Bedoya’s comments went further than the June policy statement, however. He echoed Chair Lina Khan’s call to reinvigorate and increase enforcement of the Robinson Patman Act across all industries. The Act, passed in the 1930s to protect small business against suppliers charging different prices for the same products based on, among other factors, volume purchases, has not been enforced by the FTC or the Department of Justice for decades. Private plaintiffs have had some success in bringing Robinson Patman Act claims in the recent past, however, demonstrating that the Act can still prove useful in protecting competition through protection of small businesses from larger, more powerful competitors.
Bedoya’s comments further evidence the progressive bent of the FTC under the leadership of Chair Khan, who has for years spoken about the need to limit the power of large corporations.
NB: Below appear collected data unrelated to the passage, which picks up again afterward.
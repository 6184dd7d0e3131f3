//! # Send-by-Name Registry
//!
//! Maps an upper-case message name to its positional argument layout and an
//! encoder. Arguments follow the field order of the message definition,
//! target fields included. Extension fields are not part of the generated
//! dialect and are never sent.

use std::collections::BTreeMap;

use mavlink::ardupilotmega::{
    MavCmd, MavMode, FENCE_FETCH_POINT_DATA, MANUAL_CONTROL_DATA, MISSION_CLEAR_ALL_DATA,
    MISSION_REQUEST_LIST_DATA, MISSION_SET_CURRENT_DATA, PARAM_REQUEST_LIST_DATA,
    RALLY_FETCH_POINT_DATA, RC_CHANNELS_OVERRIDE_DATA, REQUEST_DATA_STREAM_DATA, SET_MODE_DATA,
};
use num_traits::FromPrimitive;

use super::dialect::MavMessage;
use super::encoder::{self, CommandInt, CommandLong};
use super::Target;
use crate::error::{BridgeError, Result};

/// Wire type of one positional argument
#[derive(Debug, Clone, Copy, PartialEq, Eq)]
pub enum FieldKind {
    U8,
    U16,
    I16,
    U32,
    I32,
    F32,
}

impl FieldKind {
    /// Whether `value` is representable by this field type
    pub fn accepts(self, value: f64) -> bool {
        if !value.is_finite() {
            return false;
        }
        let (min, max) = match self {
            FieldKind::F32 => return value.abs() <= f64::from(f32::MAX),
            FieldKind::U8 => (0.0, f64::from(u8::MAX)),
            FieldKind::U16 => (0.0, f64::from(u16::MAX)),
            FieldKind::I16 => (f64::from(i16::MIN), f64::from(i16::MAX)),
            FieldKind::U32 => (0.0, f64::from(u32::MAX)),
            FieldKind::I32 => (f64::from(i32::MIN), f64::from(i32::MAX)),
        };
        value.fract() == 0.0 && value >= min && value <= max
    }
}

/// Validated positional arguments
struct Args<'a>(&'a [f64]);

impl Args<'_> {
    fn get(&self, index: usize) -> f64 {
        self.0.get(index).copied().unwrap_or_default()
    }

    fn u8(&self, index: usize) -> u8 {
        self.get(index) as u8
    }

    fn u16(&self, index: usize) -> u16 {
        self.get(index) as u16
    }

    fn i16(&self, index: usize) -> i16 {
        self.get(index) as i16
    }

    fn u32(&self, index: usize) -> u32 {
        self.get(index) as u32
    }

    fn i32(&self, index: usize) -> i32 {
        self.get(index) as i32
    }

    fn f32(&self, index: usize) -> f32 {
        self.get(index) as f32
    }

    fn target(&self, index: usize) -> Target {
        Target { system: self.u8(index), component: self.u8(index + 1) }
    }
}

type Build = fn(&Args<'_>) -> Result<MavMessage>;

/// One sendable message
pub struct MessageSpec {
    pub fields: &'static [(&'static str, FieldKind)],
    build: Build,
}

impl std::fmt::Debug for MessageSpec {
    fn fmt(&self, f: &mut std::fmt::Formatter<'_>) -> std::fmt::Result {
        f.debug_struct("MessageSpec").field("fields", &self.fields).finish()
    }
}

use FieldKind::*;

const TARGET_FIELDS: &[(&str, FieldKind)] = &[("target_system", U8), ("target_component", U8)];

const COMMAND_LONG_FIELDS: &[(&str, FieldKind)] = &[
    ("target_system", U8),
    ("target_component", U8),
    ("command", U16),
    ("confirmation", U8),
    ("param1", F32),
    ("param2", F32),
    ("param3", F32),
    ("param4", F32),
    ("param5", F32),
    ("param6", F32),
    ("param7", F32),
];

const COMMAND_INT_FIELDS: &[(&str, FieldKind)] = &[
    ("target_system", U8),
    ("target_component", U8),
    ("frame", U8),
    ("command", U16),
    ("current", U8),
    ("autocontinue", U8),
    ("param1", F32),
    ("param2", F32),
    ("param3", F32),
    ("param4", F32),
    ("x", I32),
    ("y", I32),
    ("z", F32),
];

const SET_MODE_FIELDS: &[(&str, FieldKind)] =
    &[("target_system", U8), ("base_mode", U8), ("custom_mode", U32)];

const MISSION_SET_CURRENT_FIELDS: &[(&str, FieldKind)] =
    &[("target_system", U8), ("target_component", U8), ("seq", U16)];

const REQUEST_DATA_STREAM_FIELDS: &[(&str, FieldKind)] = &[
    ("target_system", U8),
    ("target_component", U8),
    ("req_stream_id", U8),
    ("req_message_rate", U16),
    ("start_stop", U8),
];

const MANUAL_CONTROL_FIELDS: &[(&str, FieldKind)] = &[
    ("target", U8),
    ("x", I16),
    ("y", I16),
    ("z", I16),
    ("r", I16),
    ("buttons", U16),
];

const RC_CHANNELS_OVERRIDE_FIELDS: &[(&str, FieldKind)] = &[
    ("target_system", U8),
    ("target_component", U8),
    ("chan1_raw", U16),
    ("chan2_raw", U16),
    ("chan3_raw", U16),
    ("chan4_raw", U16),
    ("chan5_raw", U16),
    ("chan6_raw", U16),
    ("chan7_raw", U16),
    ("chan8_raw", U16),
];

const FETCH_POINT_FIELDS: &[(&str, FieldKind)] =
    &[("target_system", U8), ("target_component", U8), ("idx", U8)];

fn build_command_long(args: &Args<'_>) -> Result<MavMessage> {
    let mut params = [0.0f32; 7];
    for (i, param) in params.iter_mut().enumerate() {
        *param = args.f32(4 + i);
    }
    encoder::command_long(
        args.target(0),
        &CommandLong { command: args.u16(2), confirmation: args.u8(3), params },
    )
}

fn build_command_int(args: &Args<'_>) -> Result<MavMessage> {
    encoder::command_int(
        args.target(0),
        &CommandInt {
            frame: args.u8(2),
            command: args.u16(3),
            current: args.u8(4),
            autocontinue: args.u8(5),
            params: [args.f32(6), args.f32(7), args.f32(8), args.f32(9)],
            x: args.i32(10),
            y: args.i32(11),
            z: args.f32(12),
        },
    )
}

/// SET_MODE, or MAV_CMD_DO_SET_MODE when `base_mode` is a flag combination
///
/// The dialect types SET_MODE's `base_mode` as a MAV_MODE value, which
/// cannot hold flag sets such as MAV_MODE_FLAG_CUSTOM_MODE_ENABLED (1).
/// Autopilots handle both messages with the same mode switch.
fn build_set_mode(args: &Args<'_>) -> Result<MavMessage> {
    let Some(base_mode) = MavMode::from_u8(args.u8(1)) else {
        let params = [args.f32(1), args.u32(2) as f32, 0.0, 0.0, 0.0, 0.0, 0.0];
        return encoder::command_long(
            Target { system: args.u8(0), component: 0 },
            &CommandLong { command: MavCmd::MAV_CMD_DO_SET_MODE as u16, confirmation: 0, params },
        );
    };

    Ok(MavMessage::SET_MODE(SET_MODE_DATA {
        custom_mode: args.u32(2),
        target_system: args.u8(0),
        base_mode,
    }))
}

fn build_mission_set_current(args: &Args<'_>) -> Result<MavMessage> {
    Ok(MavMessage::MISSION_SET_CURRENT(MISSION_SET_CURRENT_DATA {
        seq: args.u16(2),
        target_system: args.u8(0),
        target_component: args.u8(1),
    }))
}

fn build_mission_clear_all(args: &Args<'_>) -> Result<MavMessage> {
    Ok(MavMessage::MISSION_CLEAR_ALL(MISSION_CLEAR_ALL_DATA {
        target_system: args.u8(0),
        target_component: args.u8(1),
    }))
}

fn build_mission_request_list(args: &Args<'_>) -> Result<MavMessage> {
    Ok(MavMessage::MISSION_REQUEST_LIST(MISSION_REQUEST_LIST_DATA {
        target_system: args.u8(0),
        target_component: args.u8(1),
    }))
}

fn build_param_request_list(args: &Args<'_>) -> Result<MavMessage> {
    Ok(MavMessage::PARAM_REQUEST_LIST(PARAM_REQUEST_LIST_DATA {
        target_system: args.u8(0),
        target_component: args.u8(1),
    }))
}

fn build_request_data_stream(args: &Args<'_>) -> Result<MavMessage> {
    Ok(MavMessage::REQUEST_DATA_STREAM(REQUEST_DATA_STREAM_DATA {
        req_message_rate: args.u16(3),
        target_system: args.u8(0),
        target_component: args.u8(1),
        req_stream_id: args.u8(2),
        start_stop: args.u8(4),
    }))
}

fn build_manual_control(args: &Args<'_>) -> Result<MavMessage> {
    Ok(MavMessage::MANUAL_CONTROL(MANUAL_CONTROL_DATA {
        x: args.i16(1),
        y: args.i16(2),
        z: args.i16(3),
        r: args.i16(4),
        buttons: args.u16(5),
        target: args.u8(0),
    }))
}

fn build_rc_channels_override(args: &Args<'_>) -> Result<MavMessage> {
    Ok(MavMessage::RC_CHANNELS_OVERRIDE(RC_CHANNELS_OVERRIDE_DATA {
        chan1_raw: args.u16(2),
        chan2_raw: args.u16(3),
        chan3_raw: args.u16(4),
        chan4_raw: args.u16(5),
        chan5_raw: args.u16(6),
        chan6_raw: args.u16(7),
        chan7_raw: args.u16(8),
        chan8_raw: args.u16(9),
        target_system: args.u8(0),
        target_component: args.u8(1),
    }))
}

fn build_fence_fetch_point(args: &Args<'_>) -> Result<MavMessage> {
    Ok(MavMessage::FENCE_FETCH_POINT(FENCE_FETCH_POINT_DATA {
        target_system: args.u8(0),
        target_component: args.u8(1),
        idx: args.u8(2),
    }))
}

fn build_rally_fetch_point(args: &Args<'_>) -> Result<MavMessage> {
    Ok(MavMessage::RALLY_FETCH_POINT(RALLY_FETCH_POINT_DATA {
        target_system: args.u8(0),
        target_component: args.u8(1),
        idx: args.u8(2),
    }))
}

/// Registry of messages that can be sent by name
#[derive(Debug)]
pub struct Registry {
    entries: BTreeMap<&'static str, MessageSpec>,
}

impl Default for Registry {
    fn default() -> Self {
        Self::new()
    }
}

impl Registry {
    /// Build the registry of every message sendable by name
    pub fn new() -> Self {
        let table: [(&'static str, &'static [(&'static str, FieldKind)], Build); 12] = [
            ("COMMAND_LONG", COMMAND_LONG_FIELDS, build_command_long),
            ("COMMAND_INT", COMMAND_INT_FIELDS, build_command_int),
            ("SET_MODE", SET_MODE_FIELDS, build_set_mode),
            ("MISSION_SET_CURRENT", MISSION_SET_CURRENT_FIELDS, build_mission_set_current),
            ("MISSION_CLEAR_ALL", TARGET_FIELDS, build_mission_clear_all),
            ("MISSION_REQUEST_LIST", TARGET_FIELDS, build_mission_request_list),
            ("PARAM_REQUEST_LIST", TARGET_FIELDS, build_param_request_list),
            ("REQUEST_DATA_STREAM", REQUEST_DATA_STREAM_FIELDS, build_request_data_stream),
            ("MANUAL_CONTROL", MANUAL_CONTROL_FIELDS, build_manual_control),
            ("RC_CHANNELS_OVERRIDE", RC_CHANNELS_OVERRIDE_FIELDS, build_rc_channels_override),
            ("FENCE_FETCH_POINT", FETCH_POINT_FIELDS, build_fence_fetch_point),
            ("RALLY_FETCH_POINT", FETCH_POINT_FIELDS, build_rally_fetch_point),
        ];

        let entries = table
            .into_iter()
            .map(|(name, fields, build)| (name, MessageSpec { fields, build }))
            .collect();

        Self { entries }
    }

    /// Names of every registered message
    pub fn names(&self) -> impl Iterator<Item = &'static str> + '_ {
        self.entries.keys().copied()
    }

    pub fn get(&self, name: &str) -> Option<&MessageSpec> {
        self.entries.get(name.to_ascii_uppercase().as_str())
    }

    /// Encode a message from its name and positional content
    ///
    /// # Arguments
    ///
    /// * `name` - Message name, case insensitive
    /// * `content` - Field values in message definition order
    ///
    /// # Returns
    ///
    /// * `Result<MavMessage>` - Encoded message ready to send
    ///
    /// # Errors
    ///
    /// Returns [`BridgeError::Codec`] if:
    /// - The name is not registered
    /// - The number of values does not match the message
    /// - A value is out of range or not integral for an integer field
    /// - An enum field has no matching dialect value
    ///
    /// # Examples
    ///
    /// ```
    /// use mav_bridge::protocol::registry::Registry;
    ///
    /// let registry = Registry::new();
    /// assert!(registry.encode("param_request_list", &[1.0, 1.0]).is_ok());
    /// assert!(registry.encode("PARAM_REQUEST_LIST", &[1.0]).is_err());
    /// assert!(registry.encode("NOT_A_MESSAGE", &[]).is_err());
    /// ```
    pub fn encode(&self, name: &str, content: &[f64]) -> Result<MavMessage> {
        let spec = self
            .get(name)
            .ok_or_else(|| BridgeError::Codec(format!("message {} cannot be sent by name", name)))?;

        if content.len() != spec.fields.len() {
            return Err(BridgeError::Codec(format!(
                "{} takes {} values, got {}",
                name,
                spec.fields.len(),
                content.len()
            )));
        }

        for ((field, kind), value) in spec.fields.iter().zip(content) {
            if !kind.accepts(*value) {
                return Err(BridgeError::Codec(format!("{} out of range for {}", value, field)));
            }
        }

        (spec.build)(&Args(content))
    }
}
The impact the pandemic has had on supply chains, resulting in large suppliers giving the best discounts and access to their largest, best customers, often to the detriment of small business and rural communities, has further fueled the FTC’s desire to rein in the power of large corporations. An aggressive Robinson Patman Act enforcement policy is another arrow in the FTC’s quiver in this fight.
An active, aggressive enforcement of the Robinson Patman Act by the FTC may lead to an increase in private litigation as well, especially if the FTC begins to secure a string of wins or settlements. Manufacturers and large suppliers should include a review of pricing plans and pricing decisions to ensure compliance with the complex requirements of the Act.